Chapter 28 - Charterparty
Next to the building of Doguk was an annex with the offices of the firm’s incorporated association. Yoonshin was currently sitting in the said annex, in the corporate social responsibility team’s office.
The incorporated association was approved and founded 10 years ago, and after being granted permission from the Ministry of Economy and Finance, it operated as an organization performing volunteer work and charitable donations. It consistently encouraged the philanthropic activities of the firm’s lawyers. Doguk’s representative attorney sat as the chairman of the board of directors, and the board of directors was composed of several partner lawyers of Doguk, including Attorney Song and Sehun.
Thus far, Sehun only donated a fixed amount of money yearly, yet he never did volunteer activities. Despite working at the firm for years, it was almost as if he had never set foot in the annex building even once.
The partner didn’t make an effort to invest his time into these matters, so his assigned time was being filled by Yoonshin instead. This was the first task that Sehun personally ordered, so to speak.
‘He gave me a job that fits me, but why do I feel like I’m just being used?’ Yoonshin exhaled steadily and recalled the other’s fair face before shaking his head. Then, he handed documents to the middle-aged woman sitting across from him.
One day every month, the organization ran a free legal clinic offering consultation and services to the elderly, low-income citizens, women with discontinued careers, and others who fit the legal definition of the socially disadvantaged class. The clinic booked phone and internet appointments in advance, then proceeded with face-to-face interviews. Yoonshin met the woman’s eyes and continued his helpful explanation. “Ma’am. So… The domicile—I mean, people who leave where they used to live and aren’t likely to return for a long time are called absentees.”
The inquiry was simple enough. The woman scraped up all her assets and loaned them to an acquaintance that she thought she knew quite well so he could use it as his business funds. She lost touch with the debtor for a long time, and the debtor went missing. She was asking if there was any way that she could get her money back as it was now. Thankfully, in this case, the debtor owned a piece of commercial property in an apartment building.

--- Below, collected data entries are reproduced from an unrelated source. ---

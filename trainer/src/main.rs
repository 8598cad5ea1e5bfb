//! Co-evolves a host and a parasite population of gated
//! recurrent networks, each population being evaluated
//! against challengers drawn from the other, and plays
//! evolved genomes over UCI.

mod config;
mod datasets;
mod encoding;
mod fitness;
mod games;
mod genomes;
mod uci;

use config::{GameKind, TrainerConfig};
use datasets::Puzzle;
use fitness::GameResults;
use games::Contest;
use uci::UciBot;

use gatedneat::genomics::InnovationRegistry;
use gatedneat::logging::EvolutionLogger;
use gatedneat::{Organism, Population};

use clap::{Args, Parser, Subcommand};
use rand::seq::SliceRandom;
use rand::{Rng, SeedableRng};
use rand_chacha::ChaCha8Rng;

use std::error::Error;
use std::fs;
use std::io;
use std::path::{Path, PathBuf};
use std::process;

/// Number of species champions offered to the other
/// population as mates each generation.
const SEED_SPECIES: usize = 3;

#[derive(Parser, Debug)]
#[command(version, about = "Host/parasite co-evolution of gated recurrent networks")]
struct Cli {
    #[command(subcommand)]
    command: Command,
}

#[derive(Subcommand, Debug)]
enum Command {
    /// Co-evolves hosts and parasites.
    Train(TrainArgs),
    /// Plays a genome as a UCI engine on standard input and output.
    Play {
        /// Genome JSON file.
        #[arg(short, long)]
        genome: PathBuf,
        /// Update sweeps per network activation.
        #[arg(short, long, default_value_t = config::DEFAULT_MAX_ITERATIONS)]
        max_iterations: usize,
    },
    /// Writes hand-built chess genomes to start a run from.
    Seed {
        /// RON configuration whose genetic settings bound the values.
        #[arg(short, long, default_value = "trainer.ron")]
        config: PathBuf,
        /// Directory receiving the `host` and `parasite` genomes.
        #[arg(short, long, default_value = "seed_genomes")]
        output: PathBuf,
        /// Genomes written per population.
        #[arg(short = 'n', long, default_value_t = 100)]
        count: usize,
        #[arg(short, long, default_value_t = 1)]
        seed: u64,
    },
}

#[derive(Args, Debug)]
struct TrainArgs {
    /// RON configuration file. Defaults are used if it does not exist.
    #[arg(short, long, default_value = "trainer.ron")]
    config: PathBuf,
    /// Overrides the configured random seed.
    #[arg(short, long)]
    seed: Option<u64>,
    /// Overrides the configured number of generations.
    #[arg(short, long)]
    generations: Option<usize>,
    /// Overrides the configured game.
    #[arg(long, value_enum)]
    game: Option<GameKind>,
    /// Overrides the configured puzzle file.
    #[arg(long)]
    puzzles: Option<PathBuf>,
    /// Overrides the configured output directory.
    #[arg(short, long)]
    output: Option<PathBuf>,
    /// Overrides the configured directory of initial genomes.
    #[arg(long)]
    initial_genomes: Option<PathBuf>,
}

fn main() {
    env_logger::init();
    let result = match Cli::parse().command {
        Command::Train(args) => train(args),
        Command::Play {
            genome,
            max_iterations,
        } => play(&genome, max_iterations),
        Command::Seed {
            config,
            output,
            count,
            seed,
        } => write_seed_genomes(&config, &output, count, seed),
    };
    if let Err(e) = result {
        log::error!("{}", e);
        process::exit(1);
    }
}

fn train(args: TrainArgs) -> Result<(), Box<dyn Error>> {
    let mut config = TrainerConfig::load(&args.config)?;
    if let Some(seed) = args.seed {
        config.seed = seed;
    }
    if let Some(generations) = args.generations {
        config.generations = generations;
    }
    if let Some(game) = args.game {
        config.game = game;
    }
    if args.puzzles.is_some() {
        config.puzzles_path = args.puzzles;
    }
    if let Some(output) = args.output {
        config.output_dir = output;
    }
    if args.initial_genomes.is_some() {
        config.initial_genomes = args.initial_genomes;
    }
    config.validate()?;

    let puzzles = match (&config.game, &config.puzzles_path) {
        (GameKind::ChessPuzzles, Some(path)) => datasets::load_puzzles(path)?,
        _ => vec![],
    };

    let mut rng = ChaCha8Rng::seed_from_u64(config.seed);
    // Shared by both populations so that organism IDs and
    // innovation numbers never collide across them.
    let mut registry = InnovationRegistry::new(&config.genetic);
    let genome_dir = |name: &str| config.initial_genomes.as_ref().map(|dir| dir.join(name));
    let mut hosts = initial_population(&config, genome_dir("host").as_deref(), &mut registry, &mut rng)?;
    let mut parasites =
        initial_population(&config, genome_dir("parasite").as_deref(), &mut registry, &mut rng)?;
    let mut hall_of_fame: Vec<Organism> = vec![];
    let mut host_logger = EvolutionLogger::new(config.reporting_level);
    let mut parasite_logger = EvolutionLogger::new(config.reporting_level);

    for generation in 0..config.generations {
        let contest = generation_contest(&config, &puzzles, &mut rng);
        let challengers_for_hosts = parasites.select_challengers(&hall_of_fame, &mut rng);
        let challengers_for_parasites = hosts.select_challengers(&hall_of_fame, &mut rng);

        let (host_results, parasite_precalc_results) = fitness::evaluate_fitness(
            hosts.organisms(),
            &challengers_for_hosts,
            &challengers_for_parasites,
            &GameResults::new(),
            &contest,
            config.max_iterations,
        );
        let (parasite_results, _) = fitness::evaluate_fitness(
            parasites.organisms(),
            &challengers_for_parasites,
            &challengers_for_hosts,
            &parasite_precalc_results,
            &contest,
            config.max_iterations,
        );
        fitness::assign_fitnesses(&mut hosts, &host_results, &config.fitness);
        fitness::assign_fitnesses(&mut parasites, &parasite_results, &config.fitness);

        if let Some(champion) =
            overall_champion(&hosts, &parasites, &contest, config.max_iterations)
        {
            log::info!("Generation {}: {} joins the hall of fame", generation, champion);
            hall_of_fame.push(champion);
        }
        host_logger.log(&hosts);
        parasite_logger.log(&parasites);

        let host_seeds = seeds(&parasites);
        let parasite_seeds = seeds(&hosts);
        hosts.select_and_reproduce(&host_seeds, &mut registry, &mut rng)?;
        parasites.select_and_reproduce(&parasite_seeds, &mut registry, &mut rng)?;
        hosts.speciate();
        parasites.speciate();
    }

    for (name, logger) in [("host", &host_logger), ("parasite", &parasite_logger)] {
        if let Some(best) = logger
            .iter()
            .max_by(|a, b| a.fitness.maximum.total_cmp(&b.fitness.maximum))
        {
            log::info!(
                "Best {} generation: {} (fitness {:.4})",
                name,
                best.generation,
                best.fitness.maximum
            );
        }
    }
    write_results(&config.output_dir, &hosts, &parasites, &hall_of_fame)
}

/// Creates a population from the genome files in `dir`,
/// or from minimal genomes without one.
fn initial_population<R: Rng>(
    config: &TrainerConfig,
    dir: Option<&Path>,
    registry: &mut InnovationRegistry,
    rng: &mut R,
) -> Result<Population, Box<dyn Error>> {
    let population = match dir {
        Some(dir) => Population::from_genomes(
            config.population.clone(),
            config.genetic.clone(),
            genomes::load_genome_dir(dir)?,
            registry,
            rng,
        )?,
        None => Population::new(
            config.population.clone(),
            config.genetic.clone(),
            registry,
            rng,
        ),
    };
    Ok(population)
}

/// Loads a genome and answers UCI commands with it until `quit`.
fn play(path: &Path, max_iterations: usize) -> Result<(), Box<dyn Error>> {
    let genome = genomes::load_genome(path)?;
    let name = path
        .file_stem()
        .map_or_else(|| "gatedneat".to_owned(), |s| s.to_string_lossy().into_owned());
    let mut bot = UciBot::new(genome, name, max_iterations)?;
    uci::run(&mut bot, io::stdin().lock(), io::stdout().lock())?;
    Ok(())
}

/// Writes `count` hand-built genomes for each population
/// into the `host` and `parasite` subdirectories of `output`.
fn write_seed_genomes(config: &Path, output: &Path, count: usize, seed: u64) -> Result<(), Box<dyn Error>> {
    let config = TrainerConfig::load(config)?;
    let mut rng = ChaCha8Rng::seed_from_u64(seed);
    for name in ["host", "parasite"] {
        let population = (0..count)
            .map(|_| genomes::nonminimal_genome(&config.genetic, &mut rng))
            .collect::<Result<Vec<_>, _>>()?;
        genomes::write_genome_dir(&output.join(name), &population)?;
    }
    Ok(())
}

/// Returns the game played this generation. Chess puzzle
/// games use a fresh random selection of puzzles.
fn generation_contest<R: Rng>(config: &TrainerConfig, puzzles: &[Puzzle], rng: &mut R) -> Contest {
    match config.game {
        GameKind::Xor => Contest::Supervised(datasets::xor_dataset()),
        GameKind::ChessPuzzles => Contest::ChessPuzzles(
            puzzles
                .choose_multiple(rng, config.puzzles_per_game)
                .cloned()
                .collect(),
        ),
    }
}

/// Returns the better scoring of the two populations' champions.
fn overall_champion(
    hosts: &Population,
    parasites: &Population,
    contest: &Contest,
    max_iterations: usize,
) -> Option<Organism> {
    let score = |organism: &Organism| {
        let mut genome = organism.genome().clone();
        contest.score(&mut genome, max_iterations)
    };
    match (hosts.get_superchamp(), parasites.get_superchamp()) {
        (Some(host), Some(parasite)) => {
            if score(parasite) > score(host) {
                Some(parasite.clone())
            } else {
                Some(host.clone())
            }
        }
        (champion, None) | (None, champion) => champion.cloned(),
    }
}

fn seeds(population: &Population) -> Vec<Organism> {
    population
        .get_n_diff_species_champs(SEED_SPECIES)
        .into_iter()
        .cloned()
        .collect()
}

/// Writes both populations' champions as genome JSON,
/// the hall of fame, and checkpoints of both populations.
fn write_results(
    dir: &Path,
    hosts: &Population,
    parasites: &Population,
    hall_of_fame: &[Organism],
) -> Result<(), Box<dyn Error>> {
    fs::create_dir_all(dir)?;
    for (name, population) in [("host", hosts), ("parasite", parasites)] {
        if let Some(champion) = population.get_superchamp() {
            let path = dir.join(format!("{}_champion.json", name));
            fs::write(&path, serde_json::to_string_pretty(champion.genome())?)?;
            log::info!("Wrote {} to {}", champion, path.display());
        }
        fs::write(
            dir.join(format!("{}s.ron", name)),
            ron::to_string(population)?,
        )?;
    }
    fs::write(
        dir.join("hall_of_fame.json"),
        serde_json::to_string(hall_of_fame)?,
    )?;
    Ok(())
}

Yoonshin opened a window with an explanation of the relevant law on his computer screen.
“If you look here, Article 22 of the Civil Act defines managing the property of an absentee. This allows personal property to be managed temporarily until the absentee returns or until their living status is confirmed. Simply put, this isn’t limited to family members. Creditors can also become the administrator.”
“Then, if I become the administrator, can I get back the amount that I lent? That old man has a shop in the storefront of the apartment. It’s a one-story building. He owns it. I didn’t think he would run away leaving that behind, so I lent my money to him… I never imagined not hearing any news of him…”
“That’s right. But that doesn’t mean you can dispose of the property as his administrator, but you can manage it. You can make an application to the court and request to be appointed as the property administrator. Then you can lease out the building to another tenant and receive the monthly rent.”
Seemingly having found the key to reclaiming her money, the middle-aged woman’s face brightened. “Can Doguk do it for me? You could do it for me, young mister.”
Yoonshin looked apologetic and shook his head. “Our firm doesn’t take on cases for individuals. I thought about how I could help and told a lawyer that I know. You can tell him that I told you to go to him. He’ll do a good job helping you.”
“Oh, but it would’ve been nice if Doguk did it for me…”
“Perhaps another time.”
Yoonshin wrote down the address of the law office he worked with before he came to Doguk as well as the contact information of the office manager and handed it to the lady. She still seemed to be slightly disappointed, but she repeatedly bowed to express her gratitude and left the office.
Yoonshin was left feeling sorry for being unable to help further yet fulfilled about assisting to some degree—the contrasting emotions clashed, and he looked over the next client’s documents again. He read it once before he came, but he reviewed the details of the case.
“Living separated… And the man is unemployed long term,” he muttered to himself.
Yoonshin opened the legislation he had searched up beforehand and picked up the intercom. He let the secretary know that the next client could come in.
A few seconds later, there was a rap at the door and a man around 30 came in and sat in front of Yoonshin. He greeted the other warmly and got straight to the point like a person of action. “I read through your questionnaire. Your wife agreed to live separated for a certain period, but she still hasn’t returned home. How long was your separation?”
“It’s been about eight months. Originally, we agreed to try living apart for around four months.”
“Hmm, the original period doubled. By any chance, did you leave anything about the agreement in writing?”
The man was pensive for a moment, then answered in a trembling voice. “Nothing of the sort. Oh, but there is an audio recording. There was a lot of conflict at the time about getting a divorce, so I recorded every conversation I had with her just in case. That’s probably on my old phone. Do recordings have legal force?”
“Thankfully, recordings between the related parties can be evidence. What was the reason for your separation?”